What to produce —
What do the lines say from the start of the entries through the one containing "scripted. Used by"? Repeat them exactly.

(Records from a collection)
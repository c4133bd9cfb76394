//! In-memory backend.
//!
//! Implements every backend trait without a window or GPU: draws are recorded,
//! textures are issued without reading files, and closing is scripted. Used by
//! the engine's own tests and by games that want to test entities against a
//! real frame loop.

use std::collections::HashSet;
use std::path::{Path, PathBuf};

use crate::error::LoadError;
use crate::input::{KeyCode, KeyState};
use crate::math::Rect;
use crate::platform::{Canvas, TextureLoader, Window};
use crate::texture::TextureHandle;

/// One recorded `draw_textured_rect` call.
#[derive(Debug, Clone, Copy, PartialEq)]
pub struct DrawCall {
    pub texture: TextureHandle,
    pub rect: Rect,
    pub viewport: (u32, u32),
}

/// Backend calls in the order they happened.
#[derive(Debug, Clone, Copy, PartialEq)]
pub enum BackendCall {
    Poll,
    Draw(DrawCall),
    Present,
}

#[derive(Debug)]
pub struct HeadlessBackend {
    size: (u32, u32),
    keys: KeyState,
    close_requested: bool,
    close_after: Option<u64>,
    frames_presented: u64,
    events_polled: u64,
    calls: Vec<BackendCall>,
    loaded: Vec<PathBuf>,
    failures: HashSet<PathBuf>,
}

impl HeadlessBackend {
    pub fn new(width: u32, height: u32) -> Self {
        Self {
            size: (width, height),
            keys: KeyState::new(),
            close_requested: false,
            close_after: None,
            frames_presented: 0,
            events_polled: 0,
            calls: Vec::new(),
            loaded: Vec::new(),
            failures: HashSet::new(),
        }
    }

    /// Report `should_close` once `frames` frames have been presented.
    pub fn close_after_frames(&mut self, frames: u64) {
        self.close_after = Some(frames);
    }

    /// Hold `key` down until [`release`](Self::release).
    pub fn press(&mut self, key: KeyCode) {
        self.keys.press(key);
    }

    pub fn release(&mut self, key: KeyCode) {
        self.keys.release(key);
    }

    pub fn resize(&mut self, width: u32, height: u32) {
        self.size = (width, height);
    }

    /// Make every later load of `path` fail with a not-found error.
    pub fn fail_on(&mut self, path: impl Into<PathBuf>) {
        self.failures.insert(path.into());
    }

    pub fn clear_failures(&mut self) {
        self.failures.clear();
    }

    /// Paths that loaded successfully, in load order.
    pub fn loaded_paths(&self) -> &[PathBuf] {
        &self.loaded
    }

    pub fn calls(&self) -> &[BackendCall] {
        &self.calls
    }

    pub fn draws(&self) -> Vec<DrawCall> {
        self.calls
            .iter()
            .filter_map(|call| match call {
                BackendCall::Draw(draw) => Some(*draw),
                _ => None,
            })
            .collect()
    }

    /// Draw calls made since the most recent present.
    pub fn pending_draws(&self) -> Vec<DrawCall> {
        self.calls
            .iter()
            .rev()
            .take_while(|call| **call != BackendCall::Present)
            .filter_map(|call| match call {
                BackendCall::Draw(draw) => Some(*draw),
                _ => None,
            })
            .collect::<Vec<_>>()
            .into_iter()
            .rev()
            .collect()
    }

    pub fn clear_calls(&mut self) {
        self.calls.clear();
    }

    pub fn frames_presented(&self) -> u64 {
        self.frames_presented
    }

    pub fn events_polled(&self) -> u64 {
        self.events_polled
    }
}

impl Window for HeadlessBackend {
    fn should_close(&self) -> bool {
        self.close_requested
            || self
                .close_after
                .is_some_and(|frames| self.frames_presented >= frames)
    }

    fn request_close(&mut self) {
        self.close_requested = true;
    }

    fn poll_events(&mut self) {
        self.events_polled += 1;
        self.calls.push(BackendCall::Poll);
    }

    fn present_frame(&mut self) {
        self.frames_presented += 1;
        self.calls.push(BackendCall::Present);
    }

    fn is_key_pressed(&self, key: KeyCode) -> bool {
        self.keys.is_pressed(key)
    }

    fn viewport_size(&self) -> (u32, u32) {
        self.size
    }
}

impl Canvas for HeadlessBackend {
    fn draw_textured_rect(&mut self, texture: TextureHandle, rect: Rect, viewport: (u32, u32)) {
        self.calls.push(BackendCall::Draw(DrawCall {
            texture,
            rect,
            viewport,
        }));
    }
}

impl TextureLoader for HeadlessBackend {
    fn load_texture(&mut self, path: &Path) -> Result<TextureHandle, LoadError> {
        if self.failures.contains(path) {
            return Err(LoadError::Io {
                path: path.to_path_buf(),
                source: std::io::Error::new(std::io::ErrorKind::NotFound, "no such file"),
            });
        }
        self.loaded.push(path.to_path_buf());
        Ok(TextureHandle::from_raw(self.loaded.len() as u32))
    }
}
//! # Texture: image files on the GPU
//!
//! Loading is split in two so the file side can fail (and be tested) without
//! a device:
//!
//! 1. [`decode_image`]: read the file and decode it to RGBA8. Read failures
//!    are [`LoadError::Io`], bad or unsupported data is [`LoadError::Decode`].
//! 2. [`TextureStore::upload`]: create the `wgpu::Texture` and its bind
//!    group, and hand out a [`TextureHandle`].
//!
//! ```text
//! TextureStore
//! ┌──────────────────────────────────┐
//! │ entries: Vec<GpuTexture>         │
//! │   [0] apple.png   ◄── tex#1      │
//! │   [1] grass1.png  ◄── tex#2      │
//! └──────────────────────────────────┘
//! ```
//!
//! Handles are `index + 1`, since `tex#0` means "not loaded".

use std::path::Path;

use wgpu::util::DeviceExt;

use crate::error::LoadError;
use crate::render::GpuContext;
use crate::texture::TextureHandle;

use super::pipeline::QuadRenderer;

/// Read and decode an image file to RGBA8.
pub(crate) fn decode_image(path: &Path) -> Result<image::RgbaImage, LoadError> {
    let bytes = std::fs::read(path).map_err(|source| LoadError::Io {
        path: path.to_path_buf(),
        source,
    })?;
    let image = image::load_from_memory(&bytes).map_err(|source| LoadError::Decode {
        path: path.to_path_buf(),
        source,
    })?;
    Ok(image.to_rgba8())
}

pub(crate) struct GpuTexture {
    pub bind_group: wgpu::BindGroup,
    pub width: u32,
    pub height: u32,
}

#[derive(Default)]
pub(crate) struct TextureStore {
    entries: Vec<GpuTexture>,
}

impl TextureStore {
    pub fn new() -> Self {
        Self::default()
    }

    /// Upload RGBA8 pixels and return the new handle.
    pub fn upload(
        &mut self,
        gpu: &GpuContext,
        renderer: &QuadRenderer,
        label: &str,
        image: &image::RgbaImage,
    ) -> TextureHandle {
        let (width, height) = image.dimensions();
        let texture = gpu.device.create_texture_with_data(
            &gpu.queue,
            &wgpu::TextureDescriptor {
                label: Some(label),
                size: wgpu::Extent3d {
                    width,
                    height,
                    depth_or_array_layers: 1,
                },
                mip_level_count: 1,
                sample_count: 1,
                dimension: wgpu::TextureDimension::D2,
                format: wgpu::TextureFormat::Rgba8UnormSrgb,
                usage: wgpu::TextureUsages::TEXTURE_BINDING | wgpu::TextureUsages::COPY_DST,
                view_formats: &[],
            },
            wgpu::util::TextureDataOrder::LayerMajor,
            image.as_raw(),
        );

        let view = texture.create_view(&wgpu::TextureViewDescriptor::default());
        let bind_group = gpu.device.create_bind_group(&wgpu::BindGroupDescriptor {
            label: Some(label),
            layout: &renderer.texture_bind_group_layout,
            entries: &[
                wgpu::BindGroupEntry {
                    binding: 0,
                    resource: wgpu::BindingResource::TextureView(&view),
                },
                wgpu::BindGroupEntry {
                    binding: 1,
                    resource: wgpu::BindingResource::Sampler(&renderer.sampler),
                },
            ],
        });

        self.entries.push(GpuTexture {
            bind_group,
            width,
            height,
        });
        TextureHandle::from_raw(self.entries.len() as u32)
    }

    pub fn get(&self, handle: TextureHandle) -> Option<&GpuTexture> {
        let index = handle.raw().checked_sub(1)?;
        self.entries.get(index as usize)
    }

    pub fn len(&self) -> usize {
        self.entries.len()
    }
}
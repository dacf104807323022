//! Notes module for smart-notes
//!
//! The transcript → structured notes pipeline, its per-session context, and
//! how results are presented.

mod interpreter;
mod model;
pub mod presenter;
mod session;
pub mod upload;

#[cfg(test)]
pub(crate) mod testing;

pub use interpreter::{interpret, ParsePolicy};
pub use model::{AnalysisResult, Credential};
pub use session::{NotesPipeline, Outcome, Session};
use anyhow::{Context, Result};
use async_trait::async_trait;
use reqwest::{Client, StatusCode};
use serde::{Deserialize, Serialize};

use crate::config::Settings;
use crate::llm::client::CompletionClient;
use crate::notes::Credential;
use crate::AnalysisError;

const DEFAULT_GROQ_ENDPOINT: &str = "https://api.groq.com/openai/v1";
const DEFAULT_GROQ_MODEL: &str = "llama-3.3-70b-versatile";

const TEMPERATURE: f32 = 0.7;
const MAX_TOKENS: u32 = 2048;

/// Groq's OpenAI-compatible chat completion API.
pub struct GroqClient {
    http: Client,
    model: String,
    endpoint: String,
}

impl GroqClient {
    pub fn from_settings(settings: &Settings) -> Result<Self> {
        let model = if settings.llm.model.trim().is_empty() {
            DEFAULT_GROQ_MODEL.to_string()
        } else {
            settings.llm.model.trim().to_string()
        };

        let endpoint = if settings.llm.endpoint.trim().is_empty() {
            DEFAULT_GROQ_ENDPOINT.to_string()
        } else {
            settings
                .llm
                .endpoint
                .trim()
                .trim_end_matches('/')
                .to_string()
        };

        Ok(Self {
            http: Client::builder()
                .build()
                .context("Failed to build Groq HTTP client")?,
            model,
            endpoint,
        })
    }

    pub fn model(&self) -> &str {
        &self.model
    }

    fn request_url(&self) -> String {
        format!("{}/chat/completions", self.endpoint)
    }
}

#[async_trait]
impl CompletionClient for GroqClient {
    async fn complete(&self, credential: &Credential, prompt: &str) -> crate::Result<String> {
        let body = ChatCompletionRequest {
            model: &self.model,
            messages: vec![ChatMessage {
                role: "user",
                content: prompt,
            }],
            temperature: TEMPERATURE,
            max_tokens: MAX_TOKENS,
            response_format: ResponseFormat {
                kind: "json_object",
            },
        };

        tracing::debug!(model = %self.model, prompt_chars = prompt.len(), "Calling Groq chat completion");

        let response = self
            .http
            .post(self.request_url())
            .bearer_auth(credential.expose())
            .json(&body)
            .send()
            .await
            .map_err(|e| AnalysisError::Network(format!("Groq request failed: {e}")))?;

        let status = response.status();
        let text = response
            .text()
            .await
            .map_err(|e| AnalysisError::Network(format!("Failed to read Groq response: {e}")))?;

        if !status.is_success() {
            return Err(classify_status(status, &text));
        }

        let payload: ChatCompletionResponse = serde_json::from_str(&text).map_err(|e| {
            AnalysisError::MalformedResponse(format!("Failed to decode Groq completion: {e}"))
        })?;

        let content = payload
            .choices
            .into_iter()
            .next()
            .and_then(|choice| choice.message.content)
            .ok_or_else(|| {
                AnalysisError::MalformedResponse(
                    "Groq completion did not contain message content".to_string(),
                )
            })?;

        tracing::debug!(content_chars = content.len(), "Groq completion received");
        Ok(content)
    }
}

/// Map a non-success status to an error kind, keeping the endpoint's message.
fn classify_status(status: StatusCode, body: &str) -> AnalysisError {
    let message = match serde_json::from_str::<ApiErrorEnvelope>(body) {
        Ok(envelope) => format!("{status}: {}", envelope.error.message),
        Err(_) if body.trim().is_empty() => status.to_string(),
        Err(_) => format!("{status}: {}", body.trim()),
    };

    match status {
        StatusCode::UNAUTHORIZED | StatusCode::FORBIDDEN => AnalysisError::Auth(message),
        StatusCode::TOO_MANY_REQUESTS => AnalysisError::RateLimited(message),
        _ => AnalysisError::Network(message),
    }
}

#[derive(Debug, Serialize)]
struct ChatCompletionRequest<'a> {
    model: &'a str,
    messages: Vec<ChatMessage<'a>>,
    temperature: f32,
    max_tokens: u32,
    response_format: ResponseFormat,
}

#[derive(Debug, Serialize)]
struct ChatMessage<'a> {
    role: &'a str,
    content: &'a str,
}

#[derive(Debug, Serialize)]
struct ResponseFormat {
    #[serde(rename = "type")]
    kind: &'static str,
}

#[derive(Debug, Deserialize)]
struct ChatCompletionResponse {
    #[serde(default)]
    choices: Vec<ChatChoice>,
}

#[derive(Debug, Deserialize)]
struct ChatChoice {
    message: ChatChoiceMessage,
}

#[derive(Debug, Deserialize)]
struct ChatChoiceMessage {
    content: Option<String>,
}

#[derive(Debug, Deserialize)]
struct ApiErrorEnvelope {
    error: ApiErrorBody,
}

#[derive(Debug, Deserialize)]
struct ApiErrorBody {
    message: String,
}
//! LLM module for smart-notes
//!
//! Builds the notes prompt and talks to the chat-completion endpoint.

mod client;
mod groq;
mod prompts;

pub use client::{build_client, CompletionClient};
pub use groq::GroqClient;
pub use prompts::build_notes_prompt;
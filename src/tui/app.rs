//! Main TUI application state and logic

use anyhow::Result;
use crossterm::event::{KeyCode, KeyEvent, KeyModifiers};
use ratatui::prelude::*;
use std::path::Path;

use crate::config::Settings;
use crate::notes::presenter::{Notice, NoticeLevel};
use crate::notes::upload::check_upload;
use crate::notes::{Credential, NotesPipeline, Session};
use crate::tui::screens::{CredentialScreen, InputTab, NotesScreen, Status};
use crate::tui::widgets::HelpPopup;

/// Current screen
#[derive(Debug, Clone, Copy, PartialEq, Eq)]
pub enum AppScreen {
    Credential,
    Notes,
}

/// Main application state
pub struct App {
    session: Session,
    pipeline: NotesPipeline,
    current_screen: AppScreen,
    show_help: bool,
    generate_requested: bool,

    // Screen states
    credential: CredentialScreen,
    notes: NotesScreen,
}

impl App {
    /// Create a new app instance
    pub fn new(settings: &Settings) -> Result<Self> {
        let pipeline = NotesPipeline::from_settings(settings)?;
        let credential = Credential::new(settings.llm.api_key.as_str());
        Ok(Self::with_pipeline(pipeline, credential))
    }

    /// App around an existing pipeline; a missing credential starts on the key screen.
    pub fn with_pipeline(pipeline: NotesPipeline, credential: Option<Credential>) -> Self {
        let session = Session::with_credential(credential);
        let current_screen = if session.is_unlocked() {
            AppScreen::Notes
        } else {
            AppScreen::Credential
        };

        tracing::debug!(session = %session.id(), "TUI session started");

        Self {
            session,
            pipeline,
            current_screen,
            show_help: false,
            generate_requested: false,
            credential: CredentialScreen::new(),
            notes: NotesScreen::new(),
        }
    }

    /// Draw the current screen
    pub fn draw(&mut self, frame: &mut Frame) {
        let area = frame.size();

        match self.current_screen {
            AppScreen::Credential => {
                self.credential.draw(frame, area);
            }
            AppScreen::Notes => {
                self.notes.draw(frame, area, self.session.transcript());
            }
        }

        if self.show_help {
            HelpPopup::draw(frame, area, self.current_screen);
        }
    }

    pub fn current_screen(&self) -> AppScreen {
        self.current_screen
    }

    pub fn notes(&self) -> &NotesScreen {
        &self.notes
    }

    pub fn session(&self) -> &Session {
        &self.session
    }

    /// Handle key input
    pub fn handle_key(&mut self, key: KeyEvent) {
        if self.show_help {
            self.show_help = false;
            return;
        }

        match self.current_screen {
            AppScreen::Credential => self.handle_credential_key(key),
            AppScreen::Notes => self.handle_notes_key(key),
        }
    }

    /// Handle bracketed paste
    pub fn handle_paste(&mut self, text: &str) {
        match self.current_screen {
            AppScreen::Credential => self.credential.push_str(text.trim()),
            AppScreen::Notes => match self.notes.tab() {
                InputTab::Transcript => {
                    self.session
                        .transcript_mut()
                        .push_str(&text.replace("\r\n", "\n").replace('\r', "\n"));
                }
                InputTab::Upload => text.trim().chars().for_each(|c| self.notes.push_upload(c)),
            },
        }
    }

    fn handle_credential_key(&mut self, key: KeyEvent) {
        match key.code {
            KeyCode::Enter => {
                let entered = self.credential.take_input();
                if self.session.set_credential(&entered) {
                    self.notes.set_status(Status::Notice(Notice {
                        level: NoticeLevel::Info,
                        message: "API Key accepted!".to_string(),
                    }));
                    self.current_screen = AppScreen::Notes;
                } else {
                    self.credential.reject();
                }
            }
            KeyCode::Backspace => self.credential.backspace(),
            KeyCode::Char(c) if !key.modifiers.contains(KeyModifiers::CONTROL) => {
                self.credential.push(c);
            }
            _ => {}
        }
    }

    fn handle_notes_key(&mut self, key: KeyEvent) {
        let ctrl = key.modifiers.contains(KeyModifiers::CONTROL);

        match key.code {
            KeyCode::Char('g') if ctrl => self.request_generate(),
            KeyCode::F(5) => self.request_generate(),
            KeyCode::Char('k') if ctrl => {
                self.current_screen = AppScreen::Credential;
            }
            KeyCode::Char('l') if ctrl => {
                self.session.transcript_mut().clear();
                self.notes.set_status(Status::Idle);
            }
            KeyCode::Tab | KeyCode::BackTab => self.notes.toggle_tab(),
            KeyCode::Up => self.notes.scroll_up(),
            KeyCode::Down => self.notes.scroll_down(),
            _ => match self.notes.tab() {
                InputTab::Transcript => self.edit_transcript(key, ctrl),
                InputTab::Upload => self.edit_upload(key, ctrl),
            },
        }
    }

    fn edit_transcript(&mut self, key: KeyEvent, ctrl: bool) {
        let transcript = self.session.transcript_mut();
        match key.code {
            KeyCode::Char(c) if !ctrl => transcript.push(c),
            KeyCode::Enter => transcript.push('\n'),
            KeyCode::Backspace => {
                transcript.pop();
            }
            _ => {}
        }
    }

    fn edit_upload(&mut self, key: KeyEvent, ctrl: bool) {
        match key.code {
            KeyCode::Char(c) if !ctrl => self.notes.push_upload(c),
            KeyCode::Backspace => self.notes.backspace_upload(),
            KeyCode::Enter if !self.notes.upload_path().is_empty() => {
                let check = check_upload(Path::new(self.notes.upload_path()));
                self.notes.set_upload_check(check);
            }
            _ => {}
        }
    }

    /// Generation is only requested here; the event loop runs it after
    /// drawing the "Analyzing" status.
    fn request_generate(&mut self) {
        if self.notes.tab() != InputTab::Transcript {
            return;
        }
        self.notes.set_status(Status::Analyzing);
        self.generate_requested = true;
    }

    pub fn generate_requested(&self) -> bool {
        self.generate_requested
    }

    /// Run the pipeline for the current transcript. Blocks until the call returns.
    pub async fn generate(&mut self) {
        self.generate_requested = false;
        let outcome = self.pipeline.generate(&self.session).await;
        self.notes.show_outcome(outcome);
    }

    /// Handle back navigation
    pub fn handle_back(&mut self) {
        self.show_help = false;
    }

    /// Check if app should quit
    pub fn should_quit(&self) -> bool {
        !self.show_help
    }

    /// Toggle help popup
    pub fn toggle_help(&mut self) {
        self.show_help = !self.show_help;
    }
}
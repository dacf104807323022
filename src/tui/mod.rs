//! TUI module for smart-notes
//!
//! Interactive terminal user interface using ratatui.

mod app;
pub mod screens;
pub mod widgets;

use anyhow::Result;
use crossterm::{
    event::{
        self, DisableBracketedPaste, EnableBracketedPaste, Event, KeyCode, KeyEventKind,
    },
    execute,
    terminal::{disable_raw_mode, enable_raw_mode, EnterAlternateScreen, LeaveAlternateScreen},
};
use ratatui::prelude::*;
use std::io;
use std::time::Duration;

use crate::config::Settings;
pub use app::{App, AppScreen};

/// Run the TUI application
pub async fn run(settings: &Settings) -> Result<()> {
    // Build state first so config errors surface before the terminal is taken over.
    let mut app = App::new(settings)?;

    // Setup terminal
    enable_raw_mode()?;
    let mut stdout = io::stdout();
    execute!(stdout, EnterAlternateScreen, EnableBracketedPaste)?;
    let backend = CrosstermBackend::new(stdout);
    let mut terminal = Terminal::new(backend)?;

    // Run main loop
    let result = run_app(&mut terminal, &mut app).await;

    // Restore terminal
    disable_raw_mode()?;
    execute!(
        terminal.backend_mut(),
        LeaveAlternateScreen,
        DisableBracketedPaste
    )?;
    terminal.show_cursor()?;

    result
}

/// Main application loop
async fn run_app<B: Backend>(terminal: &mut Terminal<B>, app: &mut App) -> Result<()> {
    loop {
        // Draw UI
        terminal.draw(|f| app.draw(f))?;

        if app.generate_requested() {
            app.generate().await;
            discard_pending_input()?;
            continue;
        }

        if event::poll(Duration::from_millis(100))? {
            match event::read()? {
                Event::Key(key) if key.kind == KeyEventKind::Press => match key.code {
                    KeyCode::Esc => {
                        if app.should_quit() {
                            return Ok(());
                        }
                        app.handle_back();
                    }
                    KeyCode::F(1) => {
                        app.toggle_help();
                    }
                    _ => {
                        app.handle_key(key);
                    }
                },
                Event::Paste(text) => {
                    app.handle_paste(&text);
                }
                _ => {}
            }
        }
    }
}

/// Input typed while a request was in flight is dropped, not replayed.
fn discard_pending_input() -> Result<()> {
    while event::poll(Duration::ZERO)? {
        event::read()?;
    }
    Ok(())
}
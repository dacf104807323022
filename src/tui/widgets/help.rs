//! Help popup widget

use ratatui::{
    prelude::*,
    widgets::{Block, Borders, Clear, Paragraph, Wrap},
};

use crate::tui::AppScreen;

const CREDENTIAL_SHORTCUTS: &[(&str, &str)] = &[
    ("Enter", "Accept the key"),
    ("Bksp", "Delete last character"),
    ("Esc", "Quit application"),
];

const NOTES_SHORTCUTS: &[(&str, &str)] = &[
    ("Ctrl+G", "Generate notes (also F5)"),
    ("Tab", "Switch transcript / upload tab"),
    ("Enter", "New line, or check the audio file"),
    ("Ctrl+L", "Clear the transcript"),
    ("Ctrl+K", "Change API key"),
    ("↑/↓", "Scroll notes"),
    ("Esc", "Quit application"),
];

/// Help popup that shows keyboard shortcuts
pub struct HelpPopup;

impl HelpPopup {
    pub fn draw(frame: &mut Frame, area: Rect, screen: AppScreen) {
        // Centered, 60% width, 70% height
        let popup_width = (area.width as f32 * 0.6) as u16;
        let popup_height = (area.height as f32 * 0.7) as u16;
        let popup_area = Rect {
            x: (area.width - popup_width) / 2,
            y: (area.height - popup_height) / 2,
            width: popup_width,
            height: popup_height,
        };

        frame.render_widget(Clear, popup_area);

        let (title, shortcuts) = match screen {
            AppScreen::Credential => ("API Key Shortcuts", CREDENTIAL_SHORTCUTS),
            AppScreen::Notes => ("Notes Shortcuts", NOTES_SHORTCUTS),
        };

        let mut lines = vec![
            Line::from(Span::styled(title, Style::default().fg(Color::Cyan).bold())),
            Line::from(""),
        ];
        lines.extend(shortcuts.iter().map(|(key, action)| {
            Line::from(vec![
                Span::styled(format!("{:<8}", key), Style::default().fg(Color::Yellow)),
                Span::raw(*action),
            ])
        }));
        lines.push(Line::from(""));
        lines.push(Line::from(Span::styled(
            "Press any key to close",
            Style::default().fg(Color::DarkGray),
        )));

        let help = Paragraph::new(lines).wrap(Wrap { trim: true }).block(
            Block::default()
                .title(" Help ")
                .borders(Borders::ALL)
                .border_style(Style::default().fg(Color::Cyan))
                .style(Style::default().bg(Color::Black)),
        );

        frame.render_widget(help, popup_area);
    }
}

Task answer —
repository c4133bd9cfb76394
//! In-memory backend.
//!
//! Implements every backend trait without a window or GPU: draws are recorded,
//! textures are issued without reading files, and closing is scripted. Used by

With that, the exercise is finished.